[GlobalISel] Constant-fold G_PTR_ADD with different type sizes #81473

Pierre-vh · 2024-02-12T12:17:37Z

All other opcodes in the list are constrained to have the same type on both operands, but not G_PTR_ADD.

All other opcodes in the list are constrained to have the same type on both operands, but not G_PTR_ADD. Fixes llvm#81464

llvmbot · 2024-02-12T12:18:09Z

@llvm/pr-subscribers-llvm-globalisel

Author: Pierre van Houtryve (Pierre-vh)

Changes

All other opcodes in the list are constrained to have the same type on both operands, but not G_PTR_ADD.

Fixes #81464

Full diff: https://github.com/llvm/llvm-project/pull/81473.diff

2 Files Affected:

(modified) llvm/lib/CodeGen/GlobalISel/Utils.cpp (+8-1)
(added) llvm/test/CodeGen/AMDGPU/GlobalISel/combine-extract-vector-load.mir (+20)

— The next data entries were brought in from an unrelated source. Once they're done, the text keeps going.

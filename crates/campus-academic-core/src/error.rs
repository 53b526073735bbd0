//! Academic errors

use chrono::NaiveDate;
use thiserror::Error;
use uuid::Uuid;

/// Errors from session management operations
#[derive(Error, Debug)]
pub enum AcademicError {
    /// Name is empty after trimming
    #[error("name must not be empty")]
    EmptyName,

    /// Start date falls after end date
    #[error("invalid date range: {start} is after {end}")]
    InvalidDateRange { start: NaiveDate, end: NaiveDate },

    /// Unknown session id
    #[error("session {0} not found")]
    SessionNotFound(Uuid),

    /// Database error
    #[error("database error: {0}")]
    Db(#[from] campus_db::DbError),
}

impl AcademicError {
    /// HTTP status code for this error
    pub fn status_code(&self) -> u16 {
        match self {
            Self::EmptyName | Self::InvalidDateRange { .. } => 422,
            Self::SessionNotFound(_) => 404,
            Self::Db(campus_db::DbError::NotFound) => 404,
            Self::Db(campus_db::DbError::Conflict(_)) => 409,
            Self::Db(_) => 500,
        }
    }

    /// Stable error code for API responses
    pub fn error_code(&self) -> &'static str {
        match self {
            Self::EmptyName => "EMPTY_NAME",
            Self::InvalidDateRange { .. } => "INVALID_DATE_RANGE",
            Self::SessionNotFound(_) => "SESSION_NOT_FOUND",
            Self::Db(campus_db::DbError::NotFound) => "NOT_FOUND",
            Self::Db(campus_db::DbError::Conflict(_)) => "CONFLICT",
            Self::Db(_) => "DATABASE_ERROR",
        }
    }
}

diff --git a/llvm/lib/CodeGen/GlobalISel/Utils.cpp b/llvm/lib/CodeGen/GlobalISel/Utils.cpp
index 26fd12f9e51c43..d693316dc6e9d7 100644
--- a/llvm/lib/CodeGen/GlobalISel/Utils.cpp
+++ b/llvm/lib/CodeGen/GlobalISel/Utils.cpp
@@ -660,8 +660,15 @@ std::optional<APInt> llvm::ConstantFoldBinOp(unsigned Opcode,
   default:
     break;
   case TargetOpcode::G_ADD:
-  case TargetOpcode::G_PTR_ADD:
     return C1 + C2;
+  case TargetOpcode::G_PTR_ADD: {
+    // Types can be of different width here.
+    if (C1.getBitWidth() < C2.getBitWidth())
+      return C1.zext(C1.getBitWidth()) + C2;
+    if (C1.getBitWidth() > C2.getBitWidth())
+      return C2.zext(C1.getBitWidth()) + C1;
+    return C1 + C2;
+  }
   case TargetOpcode::G_AND:
     return C1 & C2;
   case TargetOpcode::G_ASHR:
diff --git a/llvm/test/CodeGen/AMDGPU/GlobalISel/combine-extract-vector-load.mir b/llvm/test/CodeGen/AMDGPU/GlobalISel/combine-extract-vector-load.mir
new file mode 100644
index 00000000000000..13be65612fa855
--- /dev/null
+++ b/llvm/test/CodeGen/AMDGPU/GlobalISel/combine-extract-vector-load.mir
@@ -0,0 +1,20 @@
+# NOTE: Assertions have been autogenerated by utils/update_mir_test_checks.py
+# RUN: llc -mtriple=amdgcn -run-pass=amdgpu-prelegalizer-combiner -verify-machineinstrs %s -o - | FileCheck %s
+
+---
+name:            test_ptradd_crash
+tracksRegLiveness: true
+body:             |
+  bb.0:
+    ; CHECK-LABEL: name: test_ptradd_crash
+    ; CHECK: [[C:%[0-9]+]]:_(p1) = G_CONSTANT i64 0
+    ; CHECK-NEXT: [[LOAD:%[0-9]+]]:_(s32) = G_LOAD [[C]](p1) :: (load (s32), addrspace 1)
+    ; CHECK-NEXT: $sgpr0 = COPY [[LOAD]](s32)
+    ; CHECK-NEXT: SI_RETURN_TO_EPILOG implicit $sgpr0
+    %1:_(p1) = G_CONSTANT i64 0
+    %3:_(s32) = G_CONSTANT i32 0
+    %0:_(<4 x s32>) = G_LOAD %1 :: (load (<4 x s32>) from `ptr addrspace(1) null`, addrspace 1)
+    %2:_(s32) = G_EXTRACT_VECTOR_ELT %0, %3
+    $sgpr0 = COPY %2
+    SI_RETURN_TO_EPILOG implicit $sgpr0
+...

llvmbot · 2024-02-12T12:18:10Z

@llvm/pr-subscribers-backend-amdgpu

Author: Pierre van Houtryve (Pierre-vh)

Changes

All other opcodes in the list are constrained to have the same type on both operands, but not G_PTR_ADD.

Fixes #81464

Full diff: https://github.com/llvm/llvm-project/pull/81473.diff

2 Files Affected:

(modified) llvm/lib/CodeGen/GlobalISel/Utils.cpp (+8-1)
(added) llvm/test/CodeGen/AMDGPU/GlobalISel/combine-extract-vector-load.mir (+20)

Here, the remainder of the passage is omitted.